6. Ship gifts or even your luggage ahead. 

If you do not send your gifts ahead, then do not wrap them before the flight. You can pack gift bags and tissue paper to be used as wrapping. Also, to make navigating the airport easier you can send your luggage ahead using Fed Ex or UPS.  Even better, Fed Ex has better tracking and will insure your belongings. Sometimes it can cheaper than the check bag fee for the whole family.

7. Load up on the entertainment. 

Make sure to load up on music, movies, apps and e-books for the entire family.  It will help to keep everyone occupied if there is a delay.  Don’t forget your battery charger as well.  My family loves the PowerTrip as well the Satechi Portable Charger . They both offer USB ports and can charge just about anything.

8. Load up a carry on bag when traveling with the kids. 
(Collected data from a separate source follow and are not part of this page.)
//! SyntaxKind enum for all tokens and nodes in the Norg CST.
//!
//! Following the rust-analyzer model, all tokens and nodes share a single enum.
//! Every byte in the source must appear as a token in the tree.

/// Deepest heading level the notation knows about.
pub const MAX_HEADING_LEVEL: u8 = 6;

/// All syntax kinds for the Norg CST.
///
/// This enum represents both tokens (lexer output) and composite nodes (parser output).
/// The `repr(u16)` ensures efficient storage in rowan's green tree.
///
/// We use SCREAMING_CASE following the rust-analyzer convention for SyntaxKind.
#[repr(u16)]
#[derive(Debug, Clone, Copy, PartialEq, Eq, PartialOrd, Ord, Hash)]
#[allow(non_camel_case_types)]
pub enum SyntaxKind {
    // === Tokens (lexer output) ===
    /// Horizontal whitespace before the first significant token of a line
    WHITESPACE,
    /// Line ending of a non-blank line
    LINE_ENDING,
    /// `*` heading marker plus trailing whitespace
    HEADING1_PREFIX,
    /// `**`
    HEADING2_PREFIX,
    /// `***`
    HEADING3_PREFIX,
    /// `****`
    HEADING4_PREFIX,
    /// `*****`
    HEADING5_PREFIX,
    /// `******` (and anything longer)
    HEADING6_PREFIX,
    /// `>` quote marker plus trailing whitespace
    QUOTE_PREFIX,
    /// `-` list marker plus trailing whitespace
    UNORDERED_LIST_PREFIX,
    /// Rest of a line with no structural meaning
    PARAGRAPH_SEGMENT,
    /// `\` at the start of a line
    ESCAPE_PREFIX,
    /// The single character directly after an escape prefix
    ANY_CHAR,
    /// `===` line
    PARAGRAPH_DELIMITER,
    /// A blank physical line, including its line ending
    STANDALONE_BREAK,
    /// End of file marker
    EOF,

    // === Composite Nodes (parser output) ===
    /// Root document node
    DOCUMENT,
    /// Run of contiguous paragraph segments
    PARAGRAPH,
    /// Escape prefix plus its target character
    ESCAPE_SEQUENCE,
    HEADING1,
    HEADING2,
    HEADING3,
    HEADING4,
    HEADING5,
    HEADING6,
    /// Quote (`> ...`), always a single segment
    QUOTE,
    /// Unordered list item (`- ...`) wrapping one paragraph
    UNORDERED_LIST_ITEM,
}

const HEADING_PREFIXES: [SyntaxKind; MAX_HEADING_LEVEL as usize] = [
    SyntaxKind::HEADING1_PREFIX,
    SyntaxKind::HEADING2_PREFIX,
    SyntaxKind::HEADING3_PREFIX,
    SyntaxKind::HEADING4_PREFIX,
    SyntaxKind::HEADING5_PREFIX,
    SyntaxKind::HEADING6_PREFIX,
];

const HEADINGS: [SyntaxKind; MAX_HEADING_LEVEL as usize] = [
    SyntaxKind::HEADING1,
    SyntaxKind::HEADING2,
    SyntaxKind::HEADING3,
    SyntaxKind::HEADING4,
    SyntaxKind::HEADING5,
    SyntaxKind::HEADING6,
];

impl SyntaxKind {
    /// Returns true if this kind represents a token (lexer output).
    pub fn is_token(self) -> bool {
        (self as u16) <= (Self::EOF as u16)
    }

    /// Returns true if this kind represents a composite node.
    pub fn is_node(self) -> bool {
        !self.is_token()
    }

    /// Returns true if this kind is trivia (indentation/line endings).
    pub fn is_trivia(self) -> bool {
        matches!(self, Self::WHITESPACE | Self::LINE_ENDING)
    }

    /// Prefix token for a heading of the given level.
    ///
    /// Levels past [`MAX_HEADING_LEVEL`] collapse onto the deepest level;
    /// level 0 has no prefix.
    pub fn heading_prefix(level: u8) -> Option<SyntaxKind> {
        let index = level.min(MAX_HEADING_LEVEL).checked_sub(1)?;
        Some(HEADING_PREFIXES[index as usize])
    }

    /// Node kind for a heading of the given level.
    pub fn heading(level: u8) -> Option<SyntaxKind> {
        let index = level.min(MAX_HEADING_LEVEL).checked_sub(1)?;
        Some(HEADINGS[index as usize])
    }

    /// The level of a heading prefix token or heading node.
    pub fn heading_level(self) -> Option<u8> {
        HEADING_PREFIXES
            .iter()
            .position(|&k| k == self)
            .or_else(|| HEADINGS.iter().position(|&k| k == self))
            .map(|index| index as u8 + 1)
    }

    /// Prefixes of the non-heading detached modifiers.
    pub fn is_detached_modifier_prefix(self) -> bool {
        matches!(self, Self::QUOTE_PREFIX | Self::UNORDERED_LIST_PREFIX)
    }
}

impl From<SyntaxKind> for rowan::SyntaxKind {
    fn from(kind: SyntaxKind) -> Self {
        Self(kind as u16)
    }
}

/// Language definition for rowan.
#[derive(Debug, Clone, Copy, PartialEq, Eq, PartialOrd, Ord, Hash)]
pub enum NorgLang {}

impl rowan::Language for NorgLang {
    type Kind = SyntaxKind;

    fn kind_from_raw(raw: rowan::SyntaxKind) -> Self::Kind {
        assert!(raw.0 <= SyntaxKind::UNORDERED_LIST_ITEM as u16);
        // SAFETY: We check bounds above and SyntaxKind is repr(u16)
        unsafe { std::mem::transmute::<u16, SyntaxKind>(raw.0) }
    }

    fn kind_to_raw(kind: Self::Kind) -> rowan::SyntaxKind {
        kind.into()
    }
}

/// Type alias for our syntax nodes.
pub type SyntaxNode = rowan::SyntaxNode<NorgLang>;
/// Type alias for our syntax tokens.
pub type SyntaxToken = rowan::SyntaxToken<NorgLang>;
/// Type alias for syntax elements (node or token).
pub type SyntaxElement = rowan::SyntaxElement<NorgLang>;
I pack my boys travel backpacks with lots of books, toys and snacks.  But when traveling with little ones over the holidays make sure to have EXTRA.  If you are delayed or miss a flight you will want to have a lot of snacks, special treats, toys, diapers or even a change of clothes. I have a great Airplane Survival Packing List when you sign up on my website for The Busy Mom’s Vacation Planning Kit. 

9. Know the new TSA rules. Here is the latest updates for the holidays:

  • Remember 3-1-1 for carry-on luggage for non-exempt liquids: 3 ounce bottle or less for all liquids, gels and aerosols; placed in a 1 quart-sized, clear, plastic, zip-top bag to hold all small bottles; 1 bag per passenger.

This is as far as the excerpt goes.